(Source records Opens)

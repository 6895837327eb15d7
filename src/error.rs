use std::error::Error;
use std::fmt;

use miette::{Diagnostic, LabeledSpan, Severity, SourceCode};

use crate::lexer::{Token, TokenKind};
use crate::runtime::Snapshot;
use crate::span::Span;

#[derive(Clone, Copy, PartialEq, Eq, Debug)]
pub enum ErrorKind {
    /// Malformed source text. Compile time only.
    Syntax,
    /// Undefined label, builtin, register or identifier.
    Reference,
    /// Instruction pointer or address outside of the valid range. Run time only.
    Range,
    /// Step budget given to the machine ran out. Run time only.
    StepLimit,
}

impl ErrorKind {
    fn code(self) -> &'static str {
        match self {
            ErrorKind::Syntax => "lila::syntax",
            ErrorKind::Reference => "lila::reference",
            ErrorKind::Range => "lila::range",
            ErrorKind::StepLimit => "lila::step_limit",
        }
    }

    fn label(self) -> &'static str {
        match self {
            ErrorKind::Syntax => "invalid syntax",
            ErrorKind::Reference => "invalid reference",
            ErrorKind::Range => "out of range",
            ErrorKind::StepLimit => "step limit reached",
        }
    }
}

impl fmt::Display for ErrorKind {
    fn fmt(&self, f: &mut fmt::Formatter<'_>) -> fmt::Result {
        let name = match self {
            ErrorKind::Syntax => "SyntaxError",
            ErrorKind::Reference => "ReferenceError",
            ErrorKind::Range => "RangeError",
            ErrorKind::StepLimit => "StepLimitError",
        };
        f.write_str(name)
    }
}

/// Failure while preprocessing, lexing or parsing. No program is produced.
#[derive(Clone, PartialEq, Debug)]
pub struct CompileError {
    pub kind: ErrorKind,
    /// 1-based source line.
    pub line: usize,
    pub message: String,
    help: Option<String>,
    src: Option<String>,
}

impl CompileError {
    pub fn syntax(line: usize, message: impl Into<String>) -> Self {
        CompileError {
            kind: ErrorKind::Syntax,
            line,
            message: message.into(),
            help: None,
            src: None,
        }
    }

    pub fn reference(line: usize, message: impl Into<String>) -> Self {
        CompileError {
            kind: ErrorKind::Reference,
            ..CompileError::syntax(line, message)
        }
    }

    pub fn with_help(mut self, help: impl Into<String>) -> Self {
        self.help = Some(help.into());
        self
    }

    /// Attach the original source so the diagnostic can point at the line.
    pub fn with_source(mut self, src: &str) -> Self {
        self.src = Some(src.to_string());
        self
    }
}

impl fmt::Display for CompileError {
    fn fmt(&self, f: &mut fmt::Formatter<'_>) -> fmt::Result {
        write!(f, "{} on line {}: {}", self.kind, self.line, self.message)
    }
}

impl Error for CompileError {}

impl Diagnostic for CompileError {
    fn code<'a>(&'a self) -> Option<Box<dyn fmt::Display + 'a>> {
        Some(Box::new(self.kind.code()))
    }

    fn severity(&self) -> Option<Severity> {
        Some(Severity::Error)
    }

    fn help<'a>(&'a self) -> Option<Box<dyn fmt::Display + 'a>> {
        self.help
            .as_ref()
            .map(|help| Box::new(help) as Box<dyn fmt::Display + 'a>)
    }

    fn source_code(&self) -> Option<&dyn SourceCode> {
        self.src.as_ref().map(|src| src as &dyn SourceCode)
    }

    fn labels(&self) -> Option<Box<dyn Iterator<Item = LabeledSpan> + '_>> {
        let src = self.src.as_ref()?;
        let span = Span::of_line(src, self.line);
        Some(Box::new(std::iter::once(LabeledSpan::at(
            span,
            self.kind.label(),
        ))))
    }
}

// Lexer errors

pub fn lex_unknown(line: usize, fragment: &str) -> CompileError {
    CompileError::syntax(line, format!("Unknown token ({fragment})."))
        .with_help("check for stray characters or unbalanced brackets")
}

pub fn lex_bad_address(line: usize, text: &str, reason: &str) -> CompileError {
    CompileError::syntax(line, format!("Malformed address [{text}]: {reason}."))
        .with_help("addresses hold an arithmetic expression like [sreg + 1]")
}

// Preprocessor errors

pub fn preproc_bad_arith(line: usize, expr: &str, reason: &str) -> CompileError {
    CompileError::syntax(
        line,
        format!("Malformed arithmetic expression ({expr}): {reason}."),
    )
}

pub fn preproc_underscore_label(line: usize, name: &str) -> CompileError {
    CompileError::syntax(
        line,
        format!("The macro label \"{name}\" may not start with an underscore."),
    )
    .with_help("identifiers starting with underscores are reserved for builtin routines")
}

pub fn preproc_register_label(line: usize, name: &str) -> CompileError {
    CompileError::syntax(
        line,
        format!("The macro label \"{name}\" is in conflict with the identifier of a register."),
    )
}

pub fn preproc_duplicate_label(line: usize, name: &str) -> CompileError {
    CompileError::syntax(line, format!("The label \"{name}\" is already defined."))
        .with_help("labels may only be defined once per program")
}

pub fn preproc_bad_pseudo(line: usize, op: &str) -> CompileError {
    let help = match op {
        "RESC" => "RESC expects a single non-negative literal, like `RESC 16`",
        _ => "DEFC expects a comma separated list of literals, like `DEFC 1, 2, 3`",
    };
    CompileError::syntax(line, format!("Malformed pseudo-instruction {op}.")).with_help(help)
}

pub fn preproc_alloc_overflow(line: usize, op: &str) -> CompileError {
    CompileError::syntax(line, format!("{op} reserves memory past the addressable range."))
        .with_help("reserved cells are numbered from 0 and must stay below 2^63")
}

// Parser errors

pub fn parse_unexpected(found: &Token, expected: &[TokenKind]) -> CompileError {
    let expected = expected
        .iter()
        .map(|kind| match kind {
            TokenKind::LineBreak => "end of instruction".to_string(),
            other => other.to_string(),
        })
        .collect::<Vec<_>>()
        .join(" or ");
    CompileError::syntax(
        found.line,
        format!("Got unexpected token {found}. Expected {expected}."),
    )
    .with_help("check the operands allowed for this instruction")
}

pub fn parse_eof(line: usize) -> CompileError {
    CompileError::syntax(line, "Unexpected end of input.")
        .with_help("you may be missing operands in your last statement")
}

pub fn parse_unknown_instr(found: &Token, known: &[&str]) -> CompileError {
    CompileError::syntax(
        found.line,
        format!("Unknown instruction {found}. Expected one of {}.", known.join(", ")),
    )
}

pub fn parse_unknown_builtin(found: &Token) -> CompileError {
    CompileError::reference(
        found.line,
        format!("Attempted call to undefined integrated function {found}."),
    )
    .with_help("available builtins are _PRINT and _READ")
}

pub fn parse_duplicate_label(found: &Token) -> CompileError {
    CompileError::syntax(found.line, format!("Duplicate jump label {found}."))
        .with_help("jump labels are only allowed once per program")
}

/// Failure while executing a program.
///
/// Carries the machine state at the moment of the fault, for diagnostics.
#[derive(Clone, PartialEq, Debug)]
pub struct RuntimeError {
    pub kind: ErrorKind,
    /// 1-based source line of the faulting instruction.
    pub line: usize,
    pub message: String,
    pub state: Box<Snapshot>,
    src: Option<String>,
}

impl RuntimeError {
    pub fn new(kind: ErrorKind, line: usize, message: String, state: Snapshot) -> Self {
        RuntimeError {
            kind,
            line,
            message,
            state: Box::new(state),
            src: None,
        }
    }

    pub fn with_source(mut self, src: &str) -> Self {
        self.src = Some(src.to_string());
        self
    }
}

impl fmt::Display for RuntimeError {
    fn fmt(&self, f: &mut fmt::Formatter<'_>) -> fmt::Result {
        write!(f, "{} on line {}: {}", self.kind, self.line, self.message)
    }
}

impl Error for RuntimeError {}

impl Diagnostic for RuntimeError {
    fn code<'a>(&'a self) -> Option<Box<dyn fmt::Display + 'a>> {
        Some(Box::new(self.kind.code()))
    }

    fn severity(&self) -> Option<Severity> {
        Some(Severity::Error)
    }

    fn help<'a>(&'a self) -> Option<Box<dyn fmt::Display + 'a>> {
        let help = match self.kind {
            ErrorKind::Range => "jump targets must be instruction indices within the program",
            ErrorKind::Reference => "check that the label, register or identifier exists",
            ErrorKind::StepLimit => "the program may be stuck in an infinite loop",
            ErrorKind::Syntax => return None,
        };
        Some(Box::new(help))
    }

    fn source_code(&self) -> Option<&dyn SourceCode> {
        self.src.as_ref().map(|src| src as &dyn SourceCode)
    }

    fn labels(&self) -> Option<Box<dyn Iterator<Item = LabeledSpan> + '_>> {
        let src = self.src.as_ref()?;
        let span = Span::of_line(src, self.line);
        Some(Box::new(std::iter::once(LabeledSpan::at(
            span,
            self.kind.label(),
        ))))
    }
}
// Compiling
mod preprocessor;
pub use preprocessor::{preprocess, Preprocessed, Preprocessor};
mod lexer;
pub use lexer::{tokenize, Token, TokenKind, Value};
mod expr;
pub use expr::{BinOp, Expr};
mod parser;
pub use parser::AsmParser;
mod air;
pub use air::{BinaryOp, Instruction, Operand, Program, Target, UnaryOp};

// Running
mod runtime;
pub use runtime::{
    BufferConsole, Console, Flags, Machine, Memory, Registers, Snapshot, StdConsole,
};
pub mod output;

mod symbol;
pub use symbol::{Builtin, Cond, Register};

mod error;
pub use error::{CompileError, ErrorKind, RuntimeError};
mod span;

pub mod env;

/// Amount of lines to show as context, each side of focus line (line containing span).
pub const DIAGNOSTIC_CONTEXT_LINES: usize = 8;

/// Turn source text into an executable [`Program`].
pub fn compile(src: &str) -> Result<Program, CompileError> {
    let compiled = preprocess(src)
        .and_then(|pre| {
            let toks = tokenize(&pre.text)?;
            AsmParser::new(toks, pre.entry_memory).parse()
        })
        .map_err(|err| err.with_source(src))?;
    Ok(compiled.with_source(src))
}

#[cfg(test)]
mod tests {
    use super::*;

    #[test]
    fn errors_point_at_source() {
        let src = "MOV areg, 1\n\nJMP\n";
        let err = compile(src).unwrap_err();
        assert_eq!(err.kind, ErrorKind::Syntax);
        assert_eq!(err.line, 3);
        assert!(err.to_string().starts_with("SyntaxError on line 3"));
    }

    #[test]
    fn program_from_str() {
        let prog: Program = "; comment\nnum: 4\nMOV areg, num * 2\n".parse().unwrap();
        assert_eq!(prog.len(), 1);
        assert_eq!(prog.line_of(0), 3);
        assert_eq!(
            prog.get(0),
            Some(&Instruction::Move {
                dest: Operand::Register(Register::A),
                src: Operand::Number(8.0),
            })
        );
        assert_eq!(prog.source(), "; comment\nnum: 4\nMOV areg, num * 2\n");
    }

    #[test]
    fn listing() {
        let prog = compile("loop:\nINC areg\nJMP loop\nCALL _PRINT\n").unwrap();
        let listing = prog.to_string();
        let lines: Vec<&str> = listing.lines().collect();
        assert_eq!(&lines[..2], ["LOOP:", "_START:"]);
        assert!(lines[2].ends_with("INC areg"));
        assert!(lines[3].ends_with("JMP loop"));
        assert!(lines[4].ends_with("CALL _PRINT"));
    }

    #[test]
    fn listing_keeps_trailing_labels() {
        let prog = compile("JMP done\nMOV areg, 1\ndone:\n").unwrap();
        let listing = prog.to_string();
        let lines: Vec<&str> = listing.lines().collect();
        assert_eq!(lines.len(), 4);
        assert_eq!(lines[0], "_START:");
        assert!(lines[1].ends_with("JMP done"));
        assert_eq!(lines[3], "DONE:");
    }
}
impl<'a, C: Console> Machine<'a, C> {
    pub fn with_console(program: &'a Program, console: C) -> Self {
        Machine {
            program,
            console,
            registers: Registers::default(),
            flags: Flags::default(),
            memory: program.entry_memory().clone(),
            pc: program.entry(),
            prev: program.entry(),
            trace: false,
        }
    }

    /// Print each executed instruction to stderr.
    pub fn set_trace(&mut self, enabled: bool) {
        self.trace = enabled;
    }

    pub fn console(&self) -> &C {
        &self.console
    }

    pub fn into_console(self) -> C {
        self.console
    }

    /// Run until the instruction pointer passes the end of the program.
    pub fn exec(&mut self) -> Result<Snapshot, RuntimeError> {
        self.run(None)
    }

    /// Like [`Machine::exec`], but give up after `max_steps` instructions.
    pub fn exec_with_limit(&mut self, max_steps: u64) -> Result<Snapshot, RuntimeError> {
        self.run(Some(max_steps))
    }

    pub fn snapshot(&self) -> Snapshot {
        Snapshot {
            registers: self.registers,
            flags: self.flags,
            memory: self.memory.clone(),
        }
    }

    fn reset(&mut self) {
        self.registers = Registers::default();
        self.flags = Flags::default();
        self.memory = self.program.entry_memory().clone();
        self.pc = self.program.entry();
        self.prev = self.pc;
    }

    fn run(&mut self, limit: Option<u64>) -> Result<Snapshot, RuntimeError> {
        self.reset();
        let program = self.program;
        let mut steps = 0;
        while let Some(instr) = program.get(self.pc) {
            self.prev = self.pc;
            if let Some(max) = limit.filter(|&max| steps >= max) {
                return Err(self.fault(Fault {
                    kind: ErrorKind::StepLimit,
                    message: format!("Execution stopped after {max} steps."),
                }));
            }
            steps += 1;
            self.pc += 1;
            if self.trace {
                eprintln!(
                    "{}",
                    output::trace_line(program.line_of(self.prev), self.prev, instr)
                );
            }
            if let Err(fault) = self.step(instr) {
                return Err(self.fault(fault));
            }
        }
        Ok(self.snapshot())
    }

    fn fault(&self, fault: Fault) -> RuntimeError {
        RuntimeError::new(
            fault.kind,
            self.program.line_of(self.prev),
            fault.message,
            self.snapshot(),
        )
        .with_source(self.program.source())
    }

    fn step(&mut self, instr: &Instruction) -> Result<(), Fault> {
        match instr {
            Instruction::Move { dest, src } => {
                let val = self.retrieve(src)?;
                self.move_to(dest, val)?;
            }
            Instruction::LoadEAddr { dest, src } => {
                let val = self.eval(src)?.trunc();
                self.move_to(dest, val)?;
            }
            Instruction::Unary { op, dest } => {
                let val = self.retrieve(dest)?;
                let res = match op {
                    UnaryOp::Inc => val + 1.0,
                    UnaryOp::Dec => val - 1.0,
                    UnaryOp::Not => !to_i32(val) as f64,
                    UnaryOp::Neg => val * -1.0,
                };
                self.adjust_flags(res);
                self.move_to(dest, res)?;
            }
            Instruction::Binary { op, dest, src } => {
                let lhs = self.retrieve(dest)?;
                let rhs = self.retrieve(src)?;
                let res = binary(*op, lhs, rhs);
                self.adjust_flags(res);
                self.move_to(dest, res)?;
            }
            Instruction::Exchange { lhs, rhs } => {
                let temp = self.retrieve(lhs)?;
                let val = self.retrieve(rhs)?;
                self.move_to(lhs, val)?;
                self.move_to(rhs, temp)?;
            }
            Instruction::Compare { lhs, rhs } => {
                let res = self.retrieve(lhs)? - self.retrieve(rhs)?;
                self.adjust_flags(res);
            }
            Instruction::Test { lhs, rhs } => {
                let res = binary(BinaryOp::And, self.retrieve(lhs)?, self.retrieve(rhs)?);
                self.adjust_flags(res);
            }
            Instruction::Push { src } => {
                let val = self.retrieve(src)?;
                self.push(val)?;
            }
            Instruction::Pop { dest } => {
                let val = self.pop()?;
                self.move_to(dest, val)?;
            }
            Instruction::Call { target } => {
                // Target is checked before anything is pushed
                let dest = self.resolve(target)?;
                self.push((self.prev + 1) as f64)?;
                self.pc = dest;
            }
            Instruction::CallBuiltin { builtin } => self.call_builtin(*builtin)?,
            Instruction::Return => {
                let addr = self.pop()?;
                self.pc = self.check_target(addr)?;
            }
            Instruction::Jump { cond, target } => {
                let taken = self.flags.holds(*cond);
                // Labels are checked even when the jump is not taken
                if taken || matches!(target, Target::Label(_)) {
                    let dest = self.resolve(target)?;
                    if taken {
                        self.pc = dest;
                    }
                }
            }
            Instruction::Exit => self.pc = self.program.len(),
        }
        Ok(())
    }

    fn adjust_flags(&mut self, val: f64) {
        self.flags = Flags::of(val);
    }

    fn retrieve(&self, src: &Operand) -> Result<f64, Fault> {
        match src {
            Operand::Address(expr) => {
                let addr = self.address_of(expr)?;
                Ok(self.load(addr))
            }
            Operand::Number(val) => Ok(*val),
            Operand::Register(reg) => Ok(self.registers[*reg]),
            Operand::Symbol(name) => Err(Fault::reference(format!(
                "Invalid retrieval source ({name})."
            ))),
        }
    }

    fn move_to(&mut self, dest: &Operand, val: f64) -> Result<(), Fault> {
        match dest {
            Operand::Address(expr) => {
                let addr = self.address_of(expr)?;
                self.memory.insert(addr, val);
                Ok(())
            }
            Operand::Register(reg) => {
                self.registers[*reg] = val;
                Ok(())
            }
            Operand::Number(_) | Operand::Symbol(_) => Err(Fault::reference(format!(
                "Invalid write destination ({dest})."
            ))),
        }
    }

    fn load(&self, addr: i64) -> f64 {
        self.memory.get(&addr).copied().unwrap_or(0.0)
    }

    fn eval(&self, expr: &Expr) -> Result<f64, Fault> {
        expr.eval(&|reg| self.registers[reg]).map_err(|name| {
            Fault::reference(format!(
                "Arithmetic expression ({expr}) contains illegal identifier ({name})."
            ))
        })
    }

    fn address_of(&self, expr: &Expr) -> Result<i64, Fault> {
        to_address(self.eval(expr)?)
    }

    fn push(&mut self, val: f64) -> Result<(), Fault> {
        self.registers[Register::S] -= 1.0;
        let addr = to_address(self.registers[Register::S])?;
        self.memory.insert(addr, val);
        Ok(())
    }

    fn pop(&mut self) -> Result<f64, Fault> {
        let addr = to_address(self.registers[Register::S])?;
        self.registers[Register::S] += 1.0;
        Ok(self.load(addr))
    }

    /// Instruction index of a jump or call target.
    fn resolve(&self, target: &Target) -> Result<usize, Fault> {
        match target {
            Target::Label(name) => self.program.jump_target(name).ok_or_else(|| {
                Fault::reference(format!(
                    "Attempted jump to undefined or invalid label \"{name}\"."
                ))
            }),
            Target::Index(operand) => {
                let val = self.retrieve(operand)?;
                self.check_target(val)
            }
        }
    }

    /// Indices up to and including the program length are valid; the latter halts.
    fn check_target(&self, val: f64) -> Result<usize, Fault> {
        let len = self.program.len();
        if val.is_finite() && val.fract() == 0.0 && val >= 0.0 && val <= len as f64 {
            Ok(val as usize)
        } else {
            Err(Fault::range(format!(
                "Jumped out-of-bounds to {val}, outside of the code space 0..={len}."
            )))
        }
    }

    fn call_builtin(&mut self, builtin: Builtin) -> Result<(), Fault> {
        match builtin {
            Builtin::Print => {
                let text =
                    self.read_string(self.registers[Register::A], self.registers[Register::B])?;
                self.console.print(&text);
            }
            Builtin::Read => {
                let prompt =
                    self.read_string(self.registers[Register::C], self.registers[Register::D])?;
                let input = self.console.read(&prompt);
                let codes: Vec<u16> = input.encode_utf16().collect();

                let ptr = self.registers[Register::A];
                let len = self.registers[Register::B];
                if !len.is_finite() {
                    return Err(Fault::range(format!("Input buffer length {len} is not finite.")));
                }
                let mut i = 0;
                while (i as f64) < len {
                    let addr = to_address(ptr + i as f64)?;
                    let code = codes.get(i).copied().map_or(0.0, f64::from);
                    self.memory.insert(addr, code);
                    i += 1;
                }
            }
        }
        Ok(())
    }

    /// String of at most `len` characters at `ptr`, ending early at a 0 cell.
    fn read_string(&self, ptr: f64, len: f64) -> Result<String, Fault> {
        let mut codes = Vec::new();
        let mut i = 0.0;
        while i < len {
            let code = self.load(to_address(ptr + i)?);
            if code == 0.0 || code.is_nan() {
                break;
            }
            codes.push(to_u32(code) as u16);
            i += 1.0;
        }
        Ok(String::from_utf16_lossy(&codes))
    }
}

(Source records Closes)

§ **Your instructions**: Could you count the lines in the entries that hold the word "Display"? Only the number is wanted.

§ **Solution for this problem**: 8